Baca juga:  Didukung Talenta Kreatif, Bali Berpotensi Jadi Pusat Industri Layar

Siapapun, lanjut Wirawan, tentu tidak mengharapkan kejadian serupa menimpa Pulau Dewata. Oleh karena itu, Ranperda RZWP3K agar lebih menonjolkan pada bidang pelestarian dan penjagaan lingkungan kawasan pesisir dan pulau-pulau kecil daripada sekedar mengekploitasinya untuk peningkatan PAD (Pendapatan Asli Daerah). Terutama sekali yang berkaitan dengan pengerukan pasir laut.

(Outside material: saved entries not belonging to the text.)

// Copyright (C) 2026 Fred Clausen
// Use of this source code is governed by an MIT-style
// license that can be found in the LICENSE file or at
// https://opensource.org/licenses/MIT.

/// Errors that can occur during persistence operations.
#[derive(Debug, Clone, PartialEq, Eq)]
pub enum PersistenceError {
    /// A database error occurred.
    DatabaseError(String),
    /// Database connection failed.
    DatabaseConnectionFailed(String),
    /// Database migration failed.
    MigrationFailed(String),
    /// Query execution failed.
    QueryFailed(String),
    /// A stored row could not be turned back into a domain record.
    ReconstructionError(String),
    /// Initialization error.
    InitializationError(String),
    /// Foreign key enforcement is not enabled.
    ForeignKeyEnforcementNotEnabled,
    /// The requested resource was not found.
    NotFound(String),
    /// A general error occurred.
    Other(String),
}

impl std::fmt::Display for PersistenceError {
    fn fmt(&self, f: &mut std::fmt::Formatter<'_>) -> std::fmt::Result {
        match self {
            Self::DatabaseError(msg) => write!(f, "Database error: {msg}"),
            Self::DatabaseConnectionFailed(msg) => {
                write!(f, "Database connection failed: {msg}")
            }
            Self::MigrationFailed(msg) => write!(f, "Migration failed: {msg}"),
            Self::QueryFailed(msg) => write!(f, "Query failed: {msg}"),
            Self::ReconstructionError(msg) => write!(f, "Row reconstruction error: {msg}"),
            Self::InitializationError(msg) => write!(f, "Initialization error: {msg}"),
            Self::ForeignKeyEnforcementNotEnabled => {
                write!(f, "Foreign key enforcement is not enabled")
            }
            Self::NotFound(msg) => write!(f, "Not found: {msg}"),
            Self::Other(msg) => write!(f, "{msg}"),
        }
    }
}

impl std::error::Error for PersistenceError {}

impl From<diesel::result::Error> for PersistenceError {
    fn from(err: diesel::result::Error) -> Self {
        match err {
            diesel::result::Error::NotFound => Self::NotFound("Record not found".to_string()),
            _ => Self::DatabaseError(err.to_string()),
        }
    }
}

impl From<diesel::ConnectionError> for PersistenceError {
    fn from(err: diesel::ConnectionError) -> Self {
        Self::DatabaseConnectionFailed(err.to_string())
    }
}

Jangan sampai juga, pasal-pasal itu membuat masyarakat adat kehilangan akses atau kesulitan memanfaatkan ruang laut, pesisir dan pantai untuk upacara adat maupun kegiatan adat serta ritual lainnya. “Kami tidak ingin ada kesan bahwa penyusunan Ranperda ini karena adanya pesanan sponsor dengan mengorbankan kepentingan masyarakat Bali dan terganggunya kelestarian dan harmonisasi lingkungan,” jelasnya.

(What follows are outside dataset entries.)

// Copyright (C) 2026 Fred Clausen
// Use of this source code is governed by an MIT-style
// license that can be found in the LICENSE file or at
// https://opensource.org/licenses/MIT.

use tender_bid_domain::DomainError;

/// Errors that can occur during tender state transitions.
#[derive(Debug, Clone, PartialEq, Eq)]
pub enum CoreError {
    /// A domain rule was violated.
    DomainViolation(DomainError),
    /// A rollback target belongs to a different tender.
    SnapshotMismatch {
        /// The tender being rolled back.
        tender_id: String,
        /// The tender the snapshot was taken from.
        snapshot_tender_id: String,
    },
    /// The version counter cannot be advanced.
    VersionOverflow(i32),
    /// An internal failure unrelated to the caller's input.
    Internal(String),
}

impl std::fmt::Display for CoreError {
    fn fmt(&self, f: &mut std::fmt::Formatter<'_>) -> std::fmt::Result {
        match self {
            Self::DomainViolation(err) => write!(f, "Domain violation: {err}"),
            Self::SnapshotMismatch {
                tender_id,
                snapshot_tender_id,
            } => write!(
                f,
                "Snapshot of tender '{snapshot_tender_id}' cannot be applied to tender '{tender_id}'"
            ),
            Self::VersionOverflow(version) => {
                write!(f, "Version {version} cannot be incremented")
            }
            Self::Internal(msg) => write!(f, "Internal error: {msg}"),
        }
    }
}

impl std::error::Error for CoreError {}

impl From<DomainError> for CoreError {
    fn from(err: DomainError) -> Self {
        Self::DomainViolation(err)
    }
}
// Copyright (C) 2026 Fred Clausen
// Use of this source code is governed by an MIT-style
// license that can be found in the LICENSE file or at
// https://opensource.org/licenses/MIT.

//! Database backend-specific code.
//!
//! Connection initialization, migrations and PRAGMA/system-variable checks
//! live here. Tender, bid and identity queries live in `queries/` and
//! `mutations/` and are written once for both backends.
//!
//! - `sqlite`: `SQLite` backend (default for development and testing)
//! - `mysql`: MySQL/MariaDB backend (validated via opt-in tests)

pub mod mysql;
pub mod sqlite;

use diesel::{Connection, MysqlConnection, SqliteConnection};

use crate::error::PersistenceError;

/// Operations that cannot be expressed in backend-agnostic Diesel DSL.
pub trait PersistenceBackend: Connection {
    /// Verifies that foreign key enforcement is enabled.
    ///
    /// # Errors
    ///
    /// Returns an error if foreign key enforcement is not enabled.
    fn verify_foreign_key_enforcement(&mut self) -> Result<(), PersistenceError>;
}

impl PersistenceBackend for SqliteConnection {
    fn verify_foreign_key_enforcement(&mut self) -> Result<(), PersistenceError> {
        sqlite::verify_foreign_key_enforcement(self)
    }
}

impl PersistenceBackend for MysqlConnection {
    fn verify_foreign_key_enforcement(&mut self) -> Result<(), PersistenceError> {
        mysql::verify_foreign_key_enforcement(self)
    }
}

Baca juga:  Banding, Hukuman Kadek Dwi Arnata Alias JDA Bertambah

Wirawan menegaskan, upaya mengarahkan pemanfaatan sumber daya perairan pesisir dan perairan pulau-pulau kecil secara terpadu dan berkelanjutan mesti mempertimbangkan sejumlah hal. Diantaranya, keserasian, keselarasan, dan keseimbangan dengan daya dukung (carrying capacity) ekosistem, fungsi pemanfaatan dan fungsi perlindungan, dimensi ruang dan waktu, dimensi teknologi dan sosial budaya, serta fungsi pertahanan dan keamanan.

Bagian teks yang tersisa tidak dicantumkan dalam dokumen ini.